Brookdale Department of Geriatrics and Palliative Medicine, Icahn School of Medicine at Mount Sinai, New York, New York, USA.
Geriatric Research Education and Clinical Centers, James J Peters VA Medical Center, Bronx, New York, USA.
J Am Geriatr Soc. 2020 Jun;68(6):1319-1324. doi: 10.1111/jgs.16414. Epub 2020 Mar 18.
Care for older adults with dementia during the final years of life is costly, and families shoulder much of this burden. We aimed to assess the financial burden of care for those with and without dementia, and to explore differences across residential settings.
Using the Health and Retirement Study (HRS) and linked claims, we examined total healthcare spending and proportion by payer-Medicare, Medicaid, out-of-pocket, and calculated costs of informal caregiving-over the last 7 years of life, comparing those with and without dementia and stratifying by residential setting.
The HRS is a nationally representative longitudinal study of older adults in the United States.
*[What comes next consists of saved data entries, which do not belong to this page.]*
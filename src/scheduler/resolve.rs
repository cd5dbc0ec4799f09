/*!
 * Context Resolution
 *
 * Decides, once per submission, which execution units a process joins.
 * Works from the capabilities captured when the payload was installed.
 */

use crate::core::errors::{SchedulerError, SchedulerResult};
use crate::core::types::{Context, ContextMask};
use crate::process::{PayloadKind, PayloadProfile, ProcessFlags};

/// Context a process runs in when nothing narrows it down
pub const DEFAULT_CONTEXT: Context = Context::Update;

/// Resolve the context mask for a submission
///
/// - a task declares its contexts; an explicit request must be a subset
/// - a callback or job-only process runs where it was asked, else `Update`
/// - `deferred` moves `Update` work onto the time-sliced `Async` unit
pub fn resolve_contexts(
    requested: ContextMask,
    profile: PayloadProfile,
    has_job: bool,
    flags: ProcessFlags,
) -> SchedulerResult<ContextMask> {
    if profile.kind == PayloadKind::Empty && !has_job {
        return Err(SchedulerError::EmptyPayload);
    }

    let mask = match profile.declared {
        Some(declared) if requested.is_empty() => declared,
        Some(declared) => {
            if let Some(context) = requested.iter().find(|c| !declared.contains(*c)) {
                return Err(SchedulerError::UnsupportedContext {
                    context,
                    supported: declared,
                });
            }
            requested
        }
        None if requested.is_empty() => ContextMask::single(DEFAULT_CONTEXT),
        None => requested,
    };

    if mask.is_empty() {
        return Err(SchedulerError::EmptyContextMask);
    }

    if flags.deferred && mask.contains(Context::Update) {
        return Ok(mask.without(Context::Update).with(Context::Async));
    }
    Ok(mask)
}

#[cfg(test)]
mod tests {
    use super::*;
    use crate::process::{Payload, Poll, Task, Tick};

    struct Declares(ContextMask);

    impl Task for Declares {
        fn contexts(&self) -> ContextMask {
            self.0
        }

        fn poll(&mut self, _tick: &Tick) -> Poll {
            Poll::Done
        }
    }

    fn flags() -> ProcessFlags {
        ProcessFlags::new()
    }

    #[test]
    fn test_task_declares_contexts() {
        let payload = Payload::task(Declares(Context::Update | Context::Thread));
        let mask = resolve_contexts(ContextMask::EMPTY, payload.profile(), false, flags()).unwrap();
        assert_eq!(mask, Context::Update | Context::Thread);
    }

    #[test]
    fn test_request_must_be_supported() {
        let payload = Payload::task(Declares(ContextMask::single(Context::FixedUpdate)));
        let err = resolve_contexts(
            ContextMask::single(Context::Thread),
            payload.profile(),
            false,
            flags(),
        )
        .unwrap_err();
        assert_eq!(
            err,
            SchedulerError::UnsupportedContext {
                context: Context::Thread,
                supported: ContextMask::single(Context::FixedUpdate),
            }
        );
    }

    #[test]
    fn test_request_narrows_declared() {
        let payload = Payload::task(Declares(Context::Update | Context::LateUpdate));
        let mask = resolve_contexts(
            ContextMask::single(Context::LateUpdate),
            payload.profile(),
            false,
            flags(),
        )
        .unwrap();
        assert_eq!(mask, ContextMask::single(Context::LateUpdate));
    }

    #[test]
    fn test_empty_declaration_rejected() {
        let payload = Payload::task(Declares(ContextMask::EMPTY));
        assert_eq!(
            resolve_contexts(ContextMask::EMPTY, payload.profile(), false, flags()),
            Err(SchedulerError::EmptyContextMask)
        );
    }

    #[test]
    fn test_callback_and_job_default_to_update() {
        let callback = Payload::callback(|_| Poll::Done);
        assert_eq!(
            resolve_contexts(ContextMask::EMPTY, callback.profile(), false, flags()).unwrap(),
            ContextMask::single(Context::Update)
        );
        assert_eq!(
            resolve_contexts(ContextMask::EMPTY, Payload::Empty.profile(), true, flags()).unwrap(),
            ContextMask::single(Context::Update)
        );
        assert_eq!(
            resolve_contexts(
                ContextMask::single(Context::Editor),
                callback.profile(),
                false,
                flags()
            )
            .unwrap(),
            ContextMask::single(Context::Editor)
        );
    }

    #[test]
    fn test_empty_payload_rejected() {
        assert_eq!(
            resolve_contexts(ContextMask::EMPTY, Payload::Empty.profile(), false, flags()),
            Err(SchedulerError::EmptyPayload)
        );
    }

    #[test]
    fn test_deferred_reroutes_update() {
        let deferred = ProcessFlags {
            deferred: true,
            ..ProcessFlags::new()
        };
        let callback = Payload::callback(|_| Poll::Done);
        let mask = resolve_contexts(
            Context::Update | Context::FixedUpdate,
            callback.profile(),
            false,
            deferred,
        )
        .unwrap();
        assert_eq!(mask, Context::Async | Context::FixedUpdate);
    }
}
We sampled HRS decedents from 2004 to 2015. To ensure complete data, we limited the sample to those 72 years or older at death who had continuous fee-for-service Medicare Parts A and B coverage during the 7-year period (n = 2909).
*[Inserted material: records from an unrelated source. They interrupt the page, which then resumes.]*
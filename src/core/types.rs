/*!
 * Core Types
 * Execution contexts and the context bitset shared by handles and units
 */

use serde::{Deserialize, Serialize};
use std::fmt;
use std::ops::{BitOr, BitOrAssign};

/// Number of distinct execution contexts
pub const CONTEXT_COUNT: usize = 6;

/// Slot index inside an execution unit's live array
pub type Slot = usize;

/// Execution loop a process can run in
#[derive(Debug, Clone, Copy, PartialEq, Eq, Hash, PartialOrd, Ord, Serialize, Deserialize)]
#[serde(rename_all = "snake_case")]
#[repr(u8)]
pub enum Context {
    /// Per-frame update loop
    Update = 0,
    /// Per-frame loop that runs after every update
    LateUpdate = 1,
    /// Fixed-rate simulation step
    FixedUpdate = 2,
    /// Dedicated worker thread (self-driven)
    Thread = 3,
    /// Time-sliced variant of the frame loop
    Async = 4,
    /// Editor-side host loop
    Editor = 5,
}

impl Context {
    pub const ALL: [Context; CONTEXT_COUNT] = [
        Context::Update,
        Context::LateUpdate,
        Context::FixedUpdate,
        Context::Thread,
        Context::Async,
        Context::Editor,
    ];

    /// Contexts ticked by the host rather than by a worker thread
    pub const HOST: [Context; CONTEXT_COUNT - 1] = [
        Context::Update,
        Context::LateUpdate,
        Context::FixedUpdate,
        Context::Async,
        Context::Editor,
    ];

    #[inline(always)]
    pub const fn index(self) -> usize {
        self as usize
    }

    #[inline(always)]
    pub const fn bit(self) -> u8 {
        1 << (self as u8)
    }

    /// Thread units drive themselves; every other context waits for the host
    #[inline]
    pub const fn is_host_driven(self) -> bool {
        !matches!(self, Context::Thread)
    }

    /// Async units stop polling once their per-tick budget is spent
    #[inline]
    pub const fn is_time_sliced(self) -> bool {
        matches!(self, Context::Async)
    }

    pub const fn name(self) -> &'static str {
        match self {
            Context::Update => "update",
            Context::LateUpdate => "late_update",
            Context::FixedUpdate => "fixed_update",
            Context::Thread => "thread",
            Context::Async => "async",
            Context::Editor => "editor",
        }
    }

    pub fn from_index(index: usize) -> Option<Context> {
        Self::ALL.get(index).copied()
    }
}

impl fmt::Display for Context {
    fn fmt(&self, f: &mut fmt::Formatter<'_>) -> fmt::Result {
        f.write_str(self.name())
    }
}

/// Set of contexts a process is eligible for
#[derive(Debug, Clone, Copy, PartialEq, Eq, Hash, Default, Serialize, Deserialize)]
#[serde(transparent)]
pub struct ContextMask(u8);

impl ContextMask {
    pub const EMPTY: ContextMask = ContextMask(0);
    pub const ALL: ContextMask = ContextMask((1 << CONTEXT_COUNT as u8) - 1);

    #[inline]
    pub const fn single(context: Context) -> Self {
        ContextMask(context.bit())
    }

    #[inline]
    pub const fn from_bits_truncate(bits: u8) -> Self {
        ContextMask(bits & Self::ALL.0)
    }

    #[inline(always)]
    pub const fn bits(self) -> u8 {
        self.0
    }

    #[inline(always)]
    pub const fn contains(self, context: Context) -> bool {
        self.0 & context.bit() != 0
    }

    #[inline]
    pub const fn is_empty(self) -> bool {
        self.0 == 0
    }

    #[inline]
    pub const fn len(self) -> usize {
        self.0.count_ones() as usize
    }

    #[inline]
    #[must_use]
    pub const fn with(self, context: Context) -> Self {
        ContextMask(self.0 | context.bit())
    }

    #[inline]
    #[must_use]
    pub const fn without(self, context: Context) -> Self {
        ContextMask(self.0 & !context.bit())
    }

    #[inline]
    pub fn insert(&mut self, context: Context) {
        self.0 |= context.bit();
    }

    #[inline]
    pub fn remove(&mut self, context: Context) {
        self.0 &= !context.bit();
    }

    pub fn iter(self) -> impl Iterator<Item = Context> {
        Context::ALL.into_iter().filter(move |c| self.contains(*c))
    }
}

impl From<Context> for ContextMask {
    fn from(context: Context) -> Self {
        ContextMask::single(context)
    }
}

impl BitOr for ContextMask {
    type Output = ContextMask;

    fn bitor(self, rhs: ContextMask) -> ContextMask {
        ContextMask(self.0 | rhs.0)
    }
}

impl BitOr<Context> for ContextMask {
    type Output = ContextMask;

    fn bitor(self, rhs: Context) -> ContextMask {
        self.with(rhs)
    }
}

impl BitOr for Context {
    type Output = ContextMask;

    fn bitor(self, rhs: Context) -> ContextMask {
        ContextMask::single(self).with(rhs)
    }
}

impl BitOrAssign<Context> for ContextMask {
    fn bitor_assign(&mut self, rhs: Context) {
        self.insert(rhs);
    }
}

impl FromIterator<Context> for ContextMask {
    fn from_iter<I: IntoIterator<Item = Context>>(iter: I) -> Self {
        iter.into_iter().fold(ContextMask::EMPTY, ContextMask::with)
    }
}

impl fmt::Display for ContextMask {
    fn fmt(&self, f: &mut fmt::Formatter<'_>) -> fmt::Result {
        if self.is_empty() {
            return f.write_str("none");
        }
        let mut first = true;
        for context in self.iter() {
            if !first {
                f.write_str("|")?;
            }
            f.write_str(context.name())?;
            first = false;
        }
        Ok(())
    }
}
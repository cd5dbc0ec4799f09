/*!
 * Structured Tracing
 * Subscriber setup and tick spans using the tracing crate
 *
 * Features:
 * - EnvFilter driven levels (RUST_LOG)
 * - JSON-formatted logs for structured parsing
 * - One span per unit tick with the report recorded on close
 * - Slow tick warnings
 */

use crate::core::limits::SLOW_TICK_THRESHOLD;
use crate::core::types::Context;
use crate::scheduler::TickReport;
use std::time::Instant;
use tracing::{debug, info, span, warn, Level, Span};
use tracing_subscriber::{
    fmt::format::FmtSpan,
    layer::SubscriberExt,
    util::SubscriberInitExt,
    EnvFilter,
};

/// Initialize structured tracing
///
/// Environment variables:
/// - RUST_LOG: Set log level (default: info)
/// - TICKFLOW_TRACE_JSON: Enable JSON output (default: false)
///
/// Safe to call more than once; only the first call installs a subscriber.
pub fn init_tracing() {
    let env_filter = EnvFilter::try_from_default_env().unwrap_or_else(|_| EnvFilter::new("info"));

    let use_json = std::env::var("TICKFLOW_TRACE_JSON")
        .map(|v| v == "1" || v == "true")
        .unwrap_or(false);

    let registry = tracing_subscriber::registry().with(env_filter);

    let installed = if use_json {
        // JSON output for production/parsing
        registry
            .with(
                tracing_subscriber::fmt::layer()
                    .json()
                    .with_target(true)
                    .with_thread_ids(true)
                    .with_thread_names(true)
                    .with_current_span(true)
                    .with_span_list(true)
                    .with_span_events(FmtSpan::CLOSE),
            )
            .try_init()
    } else {
        // Human-readable output for development
        registry
            .with(
                tracing_subscriber::fmt::layer()
                    .with_target(true)
                    .with_thread_names(true)
                    .compact(),
            )
            .try_init()
    };

    if installed.is_ok() {
        info!(json = use_json, "Structured tracing initialized");
    }
}

/// Span covering one tick of one execution unit
pub struct TickSpan {
    span: Span,
    start: Instant,
    context: Context,
}

impl TickSpan {
    pub fn new(context: Context, frame: u64) -> Self {
        let span = span!(
            Level::TRACE,
            "tick",
            context = context.name(),
            frame = frame,
            added = tracing::field::Empty,
            removed = tracing::field::Empty,
            polled = tracing::field::Empty,
            budget_exhausted = tracing::field::Empty,
        );
        Self {
            span,
            start: Instant::now(),
            context,
        }
    }

    /// Record the tick's outcome on the span
    pub fn record(&self, report: &TickReport) {
        self.span.record("added", report.added);
        self.span.record("removed", report.removed);
        self.span.record("polled", report.polled);
        self.span.record("budget_exhausted", report.budget_exhausted);
    }

    pub fn enter(&self) -> tracing::span::Entered<'_> {
        self.span.enter()
    }
}

impl Drop for TickSpan {
    fn drop(&mut self) {
        let duration = self.start.elapsed();
        if duration > SLOW_TICK_THRESHOLD && !self.context.is_time_sliced() {
            let _entered = self.span.enter();
            warn!(
                context = %self.context,
                duration_ms = duration.as_millis() as u64,
                slow = true,
                "slow tick detected"
            );
        } else if duration > SLOW_TICK_THRESHOLD {
            debug!(
                context = %self.context,
                duration_us = duration.as_micros() as u64,
                "time-sliced tick ran past the slow threshold"
            );
        }
    }
}

/// Helper to create a tick span
#[inline]
pub fn span_tick(context: Context, frame: u64) -> TickSpan {
    TickSpan::new(context, frame)
}

#[cfg(test)]
mod tests {
    use super::*;

    #[test]
    fn test_init_tracing_twice_is_harmless() {
        init_tracing();
        init_tracing();
    }

    #[test]
    fn test_tick_span_records_report() {
        let span = span_tick(Context::Update, 3);
        let report = TickReport {
            added: 2,
            polled: 5,
            ..TickReport::default()
        };
        let _entered = span.enter();
        span.record(&report);
    }
}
We compared decedents with dementia at last HRS assessment with those without dementia across annual and cumulative 7-year spending measures, and personal characteristics. We present annual and cumulative spending by payer, and the changing proportion of spending by payer over time, comparing those with and without dementia and stratifying results by residential setting.
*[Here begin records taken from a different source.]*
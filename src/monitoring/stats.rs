/*!
 * Lock-Free Unit Statistics
 * Atomic counters for zero-contention stats tracking in the tick loop
 */

use crate::core::types::Context;
use serde::{Deserialize, Serialize};
use std::sync::atomic::{AtomicU64, AtomicUsize, Ordering};

/// Atomic statistics for one execution unit
///
/// # Performance
/// - Cache-line aligned to prevent false sharing
/// - All operations use relaxed ordering
/// - Written by the owning unit, read by any thread through `snapshot`
#[repr(C, align(64))]
#[derive(Debug)]
pub struct UnitStats {
    context: Context,
    worker: Option<usize>,
    ticks: AtomicU64,
    polls: AtomicU64,
    added: AtomicU64,
    removed: AtomicU64,
    completed: AtomicU64,
    failed: AtomicU64,
    collapsed: AtomicU64,
    budget_exhausted: AtomicU64,
    live: AtomicUsize,
}

impl UnitStats {
    #[inline]
    pub fn new(context: Context, worker: Option<usize>) -> Self {
        Self {
            context,
            worker,
            ticks: AtomicU64::new(0),
            polls: AtomicU64::new(0),
            added: AtomicU64::new(0),
            removed: AtomicU64::new(0),
            completed: AtomicU64::new(0),
            failed: AtomicU64::new(0),
            collapsed: AtomicU64::new(0),
            budget_exhausted: AtomicU64::new(0),
            live: AtomicUsize::new(0),
        }
    }

    #[inline(always)]
    pub fn inc_ticks(&self) {
        self.ticks.fetch_add(1, Ordering::Relaxed);
    }

    /// Hot path - called once per tick with the pass total
    #[inline(always)]
    pub fn add_polls(&self, count: usize) {
        self.polls.fetch_add(count as u64, Ordering::Relaxed);
    }

    #[inline(always)]
    pub fn inc_added(&self) {
        self.added.fetch_add(1, Ordering::Relaxed);
    }

    #[inline(always)]
    pub fn inc_removed(&self) {
        self.removed.fetch_add(1, Ordering::Relaxed);
    }

    #[inline(always)]
    pub fn inc_completed(&self) {
        self.completed.fetch_add(1, Ordering::Relaxed);
    }

    #[inline(always)]
    pub fn inc_failed(&self) {
        self.failed.fetch_add(1, Ordering::Relaxed);
    }

    #[inline(always)]
    pub fn inc_collapsed(&self) {
        self.collapsed.fetch_add(1, Ordering::Relaxed);
    }

    #[inline(always)]
    pub fn inc_budget_exhausted(&self) {
        self.budget_exhausted.fetch_add(1, Ordering::Relaxed);
    }

    /// Live slot count after the latest tick
    #[inline]
    pub fn set_live(&self, count: usize) {
        self.live.store(count, Ordering::Relaxed);
    }

    #[inline]
    pub fn live(&self) -> usize {
        self.live.load(Ordering::Relaxed)
    }

    /// Get snapshot of current stats
    ///
    /// # Note
    /// Counters may be mutually inconsistent under concurrent ticks, but each
    /// individual value is accurate. This is acceptable for monitoring.
    pub fn snapshot(&self) -> UnitStatsSnapshot {
        UnitStatsSnapshot {
            context: self.context,
            worker: self.worker,
            ticks: self.ticks.load(Ordering::Relaxed),
            polls: self.polls.load(Ordering::Relaxed),
            added: self.added.load(Ordering::Relaxed),
            removed: self.removed.load(Ordering::Relaxed),
            completed: self.completed.load(Ordering::Relaxed),
            failed: self.failed.load(Ordering::Relaxed),
            collapsed: self.collapsed.load(Ordering::Relaxed),
            budget_exhausted: self.budget_exhausted.load(Ordering::Relaxed),
            live: self.live.load(Ordering::Relaxed),
        }
    }
}

/// Point-in-time view of one unit's counters
#[derive(Debug, Clone, PartialEq, Eq, Serialize, Deserialize)]
#[serde(rename_all = "snake_case")]
pub struct UnitStatsSnapshot {
    pub context: Context,
    #[serde(skip_serializing_if = "Option::is_none")]
    pub worker: Option<usize>,
    pub ticks: u64,
    pub polls: u64,
    pub added: u64,
    pub removed: u64,
    pub completed: u64,
    pub failed: u64,
    pub collapsed: u64,
    pub budget_exhausted: u64,
    pub live: usize,
}

/// Scheduler-wide snapshot returned by `Scheduler::stats`
#[derive(Debug, Clone, Default, PartialEq, Eq, Serialize, Deserialize)]
#[serde(rename_all = "snake_case")]
pub struct SchedulerStats {
    pub units: Vec<UnitStatsSnapshot>,
    /// Handles currently registered (submitted and not yet evicted)
    pub registered: usize,
    /// Evicted handles waiting in the reuse pool
    pub pooled: usize,
    pub workers: usize,
}

impl SchedulerStats {
    /// Units of one context; several for `Thread`
    pub fn context(&self, context: Context) -> impl Iterator<Item = &UnitStatsSnapshot> {
        self.units.iter().filter(move |unit| unit.context == context)
    }

    pub fn total_completed(&self) -> u64 {
        self.units.iter().map(|unit| unit.completed).sum()
    }

    pub fn total_live(&self) -> usize {
        self.units.iter().map(|unit| unit.live).sum()
    }
}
We found that, consistent with prior studies, people with dementia experience significantly higher costs, with a disproportionate share falling on patients and families. This pattern is most striking among community residents with dementia, whose families shoulder 64% of total expenditures (including $176,180 informal caregiving costs and $55,550 out-of-pocket costs), compared with 43% for people with dementia residing in nursing homes ($60,320 informal caregiving costs and $105,590 out-of-pocket costs).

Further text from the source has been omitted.